- Tando Jam Location within Sindh Tando Jam Location within Pakistan
- Coordinates: 25°25′40″N 68°31′40″E﻿ / ﻿25.42778°N 68.52778°E
- Country: Pakistan
- Province: Sindh
- District: Hyderabad
- Taluka: Hyderabad

Government
- • Type: Municipal Corporation

Area
- • City: 57.90 km^{2} (22.36 sq mi)
- • Urban: 7.14 km^{2} (2.76 sq mi)
- • Rural: 50.76 km^{2} (19.60 sq mi)
- Elevation: 22 m (72 ft)

Population (2023)
- • City: 74,303
- • Density: 1,283/km^{2} (3,324/sq mi)
- Time zone: UTC+5 (PST)
- Postal code: 70050, 70060
- Calling code: 022

= Tando Jam =

Town in Sindh, Pakistan

Tando Jam (ٹنڈو جام), (ٽنڊوڄام) is a town and a municipal committee of Hyderabad District in the Sindh province of Pakistan.

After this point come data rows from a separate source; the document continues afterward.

impl FacturadorConfig {
    pub fn new() -> Self {
        Self::default()
    }

    /// Loads configuration from file, environment, and defaults.
    ///
    /// ## Load Order (later overrides earlier)
    /// 1. Default values
    /// 2. Config file (facturador.toml)
    /// 3. Environment variables
    pub fn load(config_path: Option<PathBuf>) -> EngineResult<Self> {
        let mut config = Self::default();

        if let Some(path) = config_path.or_else(Self::default_config_path) {
            if path.exists() {
                info!(?path, "Loading config from file");
                let contents = std::fs::read_to_string(&path)?;
                config = toml::from_str(&contents)?;
            } else {
                debug!(?path, "Config file not found, using defaults");
            }
        }

        config.apply_env_overrides();
        config.validate()?;

        Ok(config)
    }

    /// Writes the configuration as TOML, creating parent directories.
    /// Returns the path written.
    pub fn save(&self, config_path: Option<PathBuf>) -> EngineResult<PathBuf> {
        let path = config_path
            .or_else(Self::default_config_path)
            .ok_or_else(|| EngineError::ConfigSaveFailed("No config path available".into()))?;

        if let Some(parent) = path.parent() {
            std::fs::create_dir_all(parent)
                .map_err(|e| EngineError::ConfigSaveFailed(e.to_string()))?;
        }

        let contents = toml::to_string_pretty(self)?;
        std::fs::write(&path, contents).map_err(|e| EngineError::ConfigSaveFailed(e.to_string()))?;

        info!(?path, "Config saved");
        Ok(path)
    }

    /// Validates the configuration.
    pub fn validate(&self) -> EngineResult<()> {
        let url = Url::parse(&self.api.base_url)?;
        if !matches!(url.scheme(), "http" | "https") {
            return Err(EngineError::InvalidUrl(format!(
                "API URL must start with http:// or https://, got: {}",
                self.api.base_url
            )));
        }

        if self.api.connect_timeout_secs == 0 || self.api.request_timeout_secs == 0 {
            return Err(EngineError::InvalidConfig(
                "timeouts must be greater than 0".into(),
            ));
        }

        validate_igv_percent(self.billing.igv_percent)
            .map_err(|e| EngineError::InvalidConfig(e.to_string()))?;

        Ok(())
    }

    /// Applies `FACTURADOR_*` environment variable overrides.
    pub fn apply_env_overrides(&mut self) {
        self.apply_overrides(|name| std::env::var(name).ok());
    }

    /// Applies overrides from `lookup` (environment variable name → value).
    pub fn apply_overrides(&mut self, lookup: impl Fn(&str) -> Option<String>) {
        if let Some(url) = lookup("FACTURADOR_API_URL") {
            debug!(url = %url, "Overriding API URL from environment");
            self.api.base_url = url;
        }

        if let Some(token) = lookup("FACTURADOR_API_TOKEN") {
            self.api.token = Some(token).filter(|t| !t.is_empty());
        }

        if let Some(path) = lookup("FACTURADOR_DB_PATH") {
            self.storage.database_path = Some(PathBuf::from(path));
        }

        if let Some(id) = lookup("FACTURADOR_COMPANY_ID") {
            debug!(company_id = %id, "Overriding active company from environment");
            self.company.active_id = Some(id);
        }

        if let Some(percent) = lookup("FACTURADOR_IGV_PERCENT") {
            match percent.trim().parse::<f64>() {
                Ok(p) => self.billing.igv_percent = p,
                Err(_) => warn!(value = %percent, "Ignoring non-numeric FACTURADOR_IGV_PERCENT"),
            }
        }

        if let Some(secs) = lookup("FACTURADOR_REQUEST_TIMEOUT_SECS") {
            match secs.trim().parse::<u64>() {
                Ok(s) => self.api.request_timeout_secs = s,
                Err(_) => warn!(value = %secs, "Ignoring invalid FACTURADOR_REQUEST_TIMEOUT_SECS"),
            }
        }
    }

    /// Returns the default config file path.
    pub fn default_config_path() -> Option<PathBuf> {
        project_dirs().map(|dirs| dirs.config_dir().join(CONFIG_FILE_NAME))
    }

    // =========================================================================
    // Convenience Methods
    // =========================================================================

    /// The SQLite file to open: the configured one, else the platform data
    /// directory, else the working directory.
    pub fn database_path(&self) -> PathBuf {
        if let Some(path) = &self.storage.database_path {
            return path.clone();
        }
        project_dirs()
            .map(|dirs| dirs.data_dir().join(DATABASE_FILE_NAME))
            .unwrap_or_else(|| PathBuf::from(DATABASE_FILE_NAME))
    }

    /// The active company, if one is configured and not blank.
    pub fn company_id(&self) -> Option<CompanyId> {
        self.company
            .active_id
            .as_deref()
            .map(CompanyId::new)
            .filter(|id| !id.is_blank())
    }

    /// Tax configuration built from the `[billing]` section.
    pub fn tax_config(&self) -> TaxConfig {
        TaxConfig {
            igv_rate: rate_from_percent(self.billing.igv_percent),
            igv_label: self.billing.igv_label.clone(),
            currency: self.billing.currency.clone(),
            currency_symbol: self.billing.currency_symbol.clone(),
        }
    }
}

It lies to the east of Hyderabad Taluka, about 12 kilometres northeast of the city center. As of 2023, its population is 75,303.

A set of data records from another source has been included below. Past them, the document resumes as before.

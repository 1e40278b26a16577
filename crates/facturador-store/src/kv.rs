//! # Key-Value Store
//!
//! The persistence seam shared by every store backend.
//!
//! ```text
//! ┌─────────────────────────────────────────────────────────────────────────┐
//! │                      KeyValueStore                                      │
//! │                                                                         │
//! │   get(key) ──► Option<String>        set(key, value) ──► ()            │
//! │                                                                         │
//! │   ┌────────────────────┐        ┌────────────────────┐                 │
//! │   │   SqliteKvStore    │        │    MemoryStore     │                 │
//! │   │  (app runtime)     │        │  (tests, demos)    │                 │
//! │   └────────────────────┘        └────────────────────┘                 │
//! └─────────────────────────────────────────────────────────────────────────┘
//! ```
//!
//! Values are opaque strings to the store; the repositories keep JSON in them.

use async_trait::async_trait;
use serde::de::DeserializeOwned;
use serde::Serialize;
use std::sync::Arc;

use crate::error::{StoreError, StoreResult};

/// Durable string-to-string storage.
#[async_trait]
pub trait KeyValueStore: Send + Sync {
    /// Returns the value stored under `key`, if any.
    async fn get(&self, key: &str) -> StoreResult<Option<String>>;

    /// Stores `value` under `key`, replacing any previous value.
    async fn set(&self, key: &str, value: &str) -> StoreResult<()>;
}

/// A store handle shared between repositories.
pub type SharedStore = Arc<dyn KeyValueStore>;

/// Reads and decodes the JSON document under `key`.
pub async fn get_json<T: DeserializeOwned>(
    store: &dyn KeyValueStore,
    key: &str,
) -> StoreResult<Option<T>> {
    match store.get(key).await? {
        Some(raw) => serde_json::from_str(&raw)
            .map(Some)
            .map_err(|e| StoreError::invalid_document(key, e.to_string())),
        None => Ok(None),
    }
}

/// Encodes `value` as JSON and stores it under `key`.
pub async fn set_json<T: Serialize + ?Sized>(
    store: &dyn KeyValueStore,
    key: &str,
    value: &T,
) -> StoreResult<()> {
    let raw = serde_json::to_string(value)?;
    store.set(key, &raw).await
}

#[cfg(test)]
mod tests {
    use super::*;
    use crate::memory::MemoryStore;
    use facturador_core::SequenceState;

    #[tokio::test]
    async fn test_json_helpers_round_trip() {
        let store = MemoryStore::new();
        set_json(&store, "k", &SequenceState::new("F001", 5)).await.unwrap();

        let back: Option<SequenceState> = get_json(&store, "k").await.unwrap();
        assert_eq!(back, Some(SequenceState::new("F001", 5)));
    }

    #[tokio::test]
    async fn test_get_json_reports_bad_documents() {
        let store = MemoryStore::new();
        store.set("k", "not json").await.unwrap();

        let result: StoreResult<Option<SequenceState>> = get_json(&store, "k").await;
        assert!(matches!(result, Err(StoreError::InvalidDocument { .. })));
    }
}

The Sindh Agriculture University is located within the town.

== Geography ==
Tamdo Jam is situated on the east of the Indus River. The Hyderabad-Murpurkhas Road passes through the town. Its average elevation is 22 metres above sea level.

== Climate ==
Tando Jam has a hot desert climate (BWh). Its monsoon season is from July to September. It sees the most rainfall in August, with an average precipitation of 39.2 mm; and the least amount of rainfall in November, with an average precipitation of 1.6 mm.

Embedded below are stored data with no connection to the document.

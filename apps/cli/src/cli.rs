//! Command-line definitions.

use std::path::PathBuf;

use clap::{Args, Parser, Subcommand};
use facturador_core::{DocumentType, LineItem};

#[derive(Debug, Parser)]
#[command(name = "facturador", version, about = "Document numbering and IGV for SUNAT e-invoicing")]
pub struct Cli {
    /// Config file (defaults to the platform config directory).
    #[arg(long, global = true)]
    pub config: Option<PathBuf>,

    /// Company to act for, overriding the configured one.
    #[arg(long, global = true)]
    pub company: Option<String>,

    #[command(subcommand)]
    pub command: Command,
}

#[derive(Debug, Subcommand)]
pub enum Command {
    /// Allocate the next number for a document type.
    NextNumber {
        /// facturas, boletas, notasCredito, notasDebito or guiasRemision.
        #[arg(value_parser = parse_document_type)]
        document_type: DocumentType,
    },

    /// Ask the sequence service whether the company has sequences.
    Check,

    /// Show or change local series.
    #[command(subcommand)]
    Series(SeriesCommand),

    /// Show or change the tax configuration.
    #[command(subcommand)]
    Tax(TaxCommand),

    /// Compute document totals for line items.
    Totals(TotalsArgs),

    /// Manage the configuration file.
    #[command(subcommand)]
    Config(ConfigCommand),
}

#[derive(Debug, Subcommand)]
pub enum ConfigCommand {
    /// Write the effective configuration to the config file.
    Init {
        /// Overwrite an existing file.
        #[arg(long)]
        force: bool,
    },
}

#[derive(Debug, Subcommand)]
pub enum SeriesCommand {
    /// List the local series and next fallback number of every type.
    List,

    /// Overwrite the local series and counter of one type.
    Set {
        #[arg(value_parser = parse_document_type)]
        document_type: DocumentType,
        series: String,
        counter: u32,
    },
}

#[derive(Debug, Subcommand)]
pub enum TaxCommand {
    /// Print the current tax configuration.
    Show,

    /// Set IGV as a percentage (18 = 18%).
    SetIgv { percent: f64 },

    /// IGV and total for a subtotal, unrounded.
    Compute { subtotal: f64 },
}

#[derive(Debug, Args)]
pub struct TotalsArgs {
    /// Line as QUANTITY:UNIT_PRICE[:DESCRIPTION]; repeatable.
    #[arg(long = "line", value_parser = parse_line, required = true)]
    pub lines: Vec<LineItem>,
}

fn parse_document_type(s: &str) -> Result<DocumentType, String> {
    s.parse().map_err(|e: facturador_core::CoreError| e.to_string())
}

fn parse_line(s: &str) -> Result<LineItem, String> {
    let mut parts = s.splitn(3, ':');
    let quantity = parts
        .next()
        .and_then(|q| q.trim().parse::<f64>().ok())
        .ok_or_else(|| format!("invalid quantity in '{s}'"))?;
    let unit_price = parts
        .next()
        .and_then(|p| p.trim().parse::<f64>().ok())
        .ok_or_else(|| format!("invalid unit price in '{s}'"))?;
    let description = parts.next().unwrap_or_default();

    Ok(LineItem::new(description, quantity, unit_price))
}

Climate data for Tando Jam
| Month | Jan | Feb | Mar | Apr | May | Jun | Jul | Aug | Sep | Oct | Nov | Dec | Year |
| Mean daily maximum °C (°F) | 24 (75) | 28 (82) | 33 (91) | 39 (102) | 41 (106) | 40 (104) | 37 (99) | 35 (95) | 36 (97) | 36 (97) | 31 (88) | 26 (79) | 34 (93) |
| Daily mean °C (°F) | 18 (64) | 21 (70) | 26 (79) | 31 (88) | 33 (91) | 33 (91) | 32 (90) | 31 (88) | 30 (86) | 29 (84) | 24 (75) | 19 (66) | 27 (81) |
| Mean daily minimum °C (°F) | 12 (54) | 15 (59) | 19 (66) | 24 (75) | 27 (81) | 28 (82) | 28 (82) | 27 (81) | 26 (79) | 23 (73) | 18 (64) | 13 (55) | 22 (71) |
| Average rainfall mm (inches) | 2.1 (0.08) | 1.8 (0.07) | 3.3 (0.13) | 2.8 (0.11) | 2.3 (0.09) | 6.7 (0.26) | 28.9 (1.14) | 39.2 (1.54) | 18.4 (0.72) | 2.5 (0.10) | 1.6 (0.06) | 2.4 (0.09) | 112 (4.39) |
| Average rainy days (≥ 1 mm) | 0.5 | 0.3 | 0.4 | 0.6 | 0.3 | 0.9 | 3.3 | 3.4 | 1.5 | 0.5 | 0.3 | 0.4 | 12.4 |
| Mean daily daylight hours | 10.8 | 11.3 | 12.0 | 12.8 | 13.4 | 13.7 | 13.5 | 13.0 | 12.3 | 11.5 | 10.9 | 10.6 | 12.1 |
Source: Weatherspark.com

== Villages ==
In 2017, there are 4 villages under the administration of Tando Jam Municipal Committee, constituting 45.82% of its total population. They are listed as follows:

| Villages | Population (2017) | Area (km^{2}) |
|---|---|---|
| Abri | 11,569 | 21.65 |
| Bhimpur | 5,630 | 7.36 |
| Rais | 4,414 | 6.52 |
| Sipki | 11,265 | 15.24 |

== Demographics ==
Population

According to the 2017 Pakistani Census, there are a total of 71,760 residents within Tando Jam, with 37,760 males, 33,994 females, and 6 transgender people. The average household size is 5.20. Among the rural localities, the total literacy rate is 40.47%, with 51.94% of the male population and 27.96% of the female population being literate.